Astronomia.pl
- Website type: educational portal
- Available in: Polish/English
- Owner: Grupa Astronomia
- Creator: Astronomia.pl team
- Commercial: No
- Registration: No
- Launched: 17 October 2001
- Current status: It stopped activity

= Astronomia.pl =

Polish portal about astronomy and space research

Astronomia.pl was a Polish portal about astronomy and space research that was created in 2001 and remained active until 2015. At the time, it was Poland's largest portal about astronomy and space, hosting more than three thousand articles and attracting a hundred thousand visitors a month. The full name of Astronomia.pl was Polski Portal Astronomiczny ("Polish Astronomy Portal"). Astronomia.pl was mainly a Polish language website, with just a small part of its content presented in English.

== History ==
In 2003, the website was awarded Honourable Patronage by the Polish Association of Amateur Astronomers. In 2004 and 2005, the portal produced a television show, Magazyn Astronomia ("Astronomy Magazine"), broadcast by TVN Meteo. In 2006, the website was awarded a prize in the Popularyzator Nauki ("Science Communicator") contest jointly organized by the Ministry of Science and Higher Education and the Polish Press Agency's "Science in Poland" project.

== Characteristics ==
Features provided by the portal included a daily news bulletin, a database of articles, a gallery of images, a discussion forum, a virtual library of master's theses, an English-Polish astronomical dictionary, a newsletter, RSS channels and others. Astronomia.pl also published a news bulletin in English, which included translations of articles concerning Polish amateur and professional astronomy.

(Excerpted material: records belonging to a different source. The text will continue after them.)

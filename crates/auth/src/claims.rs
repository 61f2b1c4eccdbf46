use chrono::{DateTime, Utc};
use serde::{Deserialize, Serialize};
use thiserror::Error;

use fatoura_core::AccountId;

use crate::Role;

/// JWT claims model (transport-agnostic).
///
/// This is the minimal set of claims the service expects once a token has been
/// decoded and its signature verified.
#[derive(Debug, Clone, PartialEq, Eq, Serialize, Deserialize)]
pub struct JwtClaims {
    /// Subject: the account the caller acts as.
    pub sub: AccountId,

    /// Roles granted to the caller.
    #[serde(default)]
    pub roles: Vec<Role>,

    /// Issued-at timestamp.
    pub issued_at: DateTime<Utc>,

    /// Expiration timestamp.
    pub expires_at: DateTime<Utc>,
}

#[derive(Debug, Error, Clone, PartialEq, Eq)]
pub enum TokenValidationError {
    #[error("token has expired")]
    Expired,

    #[error("token not yet valid (issued_at is in the future)")]
    NotYetValid,

    #[error("invalid token time window (expires_at <= issued_at)")]
    InvalidTimeWindow,

    #[error("malformed or unsigned token: {0}")]
    Malformed(String),
}

/// Deterministically validate JWT claims.
///
/// Note: this validates the *claims* only. Signature verification happens in
/// [`crate::jwt`].
pub fn validate_claims(claims: &JwtClaims, now: DateTime<Utc>) -> Result<(), TokenValidationError> {
    if claims.expires_at <= claims.issued_at {
        return Err(TokenValidationError::InvalidTimeWindow);
    }
    if now < claims.issued_at {
        return Err(TokenValidationError::NotYetValid);
    }
    if now >= claims.expires_at {
        return Err(TokenValidationError::Expired);
    }
    Ok(())
}

#[cfg(test)]
mod tests {
    use super::*;
    use chrono::Duration;

    fn claims(issued_at: DateTime<Utc>, expires_at: DateTime<Utc>) -> JwtClaims {
        JwtClaims {
            sub: AccountId::new(),
            roles: vec![],
            issued_at,
            expires_at,
        }
    }

    #[test]
    fn accepts_token_inside_window() {
        let now = Utc::now();
        let c = claims(now - Duration::minutes(1), now + Duration::minutes(5));
        assert_eq!(validate_claims(&c, now), Ok(()));
    }

    #[test]
    fn rejects_expired_and_future_tokens() {
        let now = Utc::now();
        let expired = claims(now - Duration::minutes(10), now - Duration::minutes(1));
        assert_eq!(validate_claims(&expired, now), Err(TokenValidationError::Expired));

        let future = claims(now + Duration::minutes(1), now + Duration::minutes(10));
        assert_eq!(validate_claims(&future, now), Err(TokenValidationError::NotYetValid));
    }

    #[test]
    fn rejects_inverted_window() {
        let now = Utc::now();
        let c = claims(now, now);
        assert_eq!(validate_claims(&c, now), Err(TokenValidationError::InvalidTimeWindow));
    }
}
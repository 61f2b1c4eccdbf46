use std::sync::Arc;

use axum::{
    Json, Router,
    extract::{Extension, Path},
    http::StatusCode,
    routing::get,
};
use chrono::Utc;

use fatoura_clients::{Client, ClientDetails};
use fatoura_core::ClientId;

use crate::app::errors::{self, ApiResult};
use crate::app::services::AppServices;
use crate::context::AccountContext;

pub fn router() -> Router {
    Router::new()
        .route("/", get(list_clients).post(create_client))
        .route("/:id", get(get_client).put(update_client).delete(delete_client))
}

pub async fn list_clients(
    Extension(services): Extension<Arc<AppServices>>,
    Extension(account): Extension<AccountContext>,
) -> ApiResult<Json<Vec<Client>>> {
    services
        .store
        .list_clients(account.account_id())
        .await
        .map(Json)
        .map_err(errors::store_error_to_response)
}

pub async fn create_client(
    Extension(services): Extension<Arc<AppServices>>,
    Extension(account): Extension<AccountContext>,
    Json(body): Json<ClientDetails>,
) -> ApiResult<(StatusCode, Json<Client>)> {
    let client = services
        .store
        .create_client(account.account_id(), body, Utc::now())
        .await
        .map_err(errors::store_error_to_response)?;

    tracing::info!(account_id = %account.account_id(), client_id = %client.id, "client created");
    Ok((StatusCode::CREATED, Json(client)))
}

pub async fn get_client(
    Extension(services): Extension<Arc<AppServices>>,
    Extension(account): Extension<AccountContext>,
    Path(id): Path<String>,
) -> ApiResult<Json<Client>> {
    let client_id: ClientId = errors::parse_id(&id)?;
    services
        .store
        .get_client(account.account_id(), client_id)
        .await
        .map(Json)
        .map_err(errors::store_error_to_response)
}

pub async fn update_client(
    Extension(services): Extension<Arc<AppServices>>,
    Extension(account): Extension<AccountContext>,
    Path(id): Path<String>,
    Json(body): Json<ClientDetails>,
) -> ApiResult<Json<Client>> {
    let client_id: ClientId = errors::parse_id(&id)?;
    services
        .store
        .update_client(account.account_id(), client_id, body, Utc::now())
        .await
        .map(Json)
        .map_err(errors::store_error_to_response)
}

/// DELETE /clients/:id - also removes the client's invoices.
pub async fn delete_client(
    Extension(services): Extension<Arc<AppServices>>,
    Extension(account): Extension<AccountContext>,
    Path(id): Path<String>,
) -> ApiResult<StatusCode> {
    let client_id: ClientId = errors::parse_id(&id)?;
    services
        .store
        .delete_client(account.account_id(), client_id)
        .await
        .map_err(errors::store_error_to_response)?;

    tracing::info!(account_id = %account.account_id(), client_id = %client_id, "client deleted");
    Ok(StatusCode::NO_CONTENT)
}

Astronomia.pl also provided links to other sites devoted to astronomy, such as Kopernik.pl, containing biographies of astronomers, Planetarium.pl, a site about Polish planetaria, and AstroWWW.pl, which aggregated websites created and run by amateur astronomers.

The portal supported various astronomical initiatives undertaken by educational organizations, publishers and other institutions. It also entertained its users with quizzes and competitions.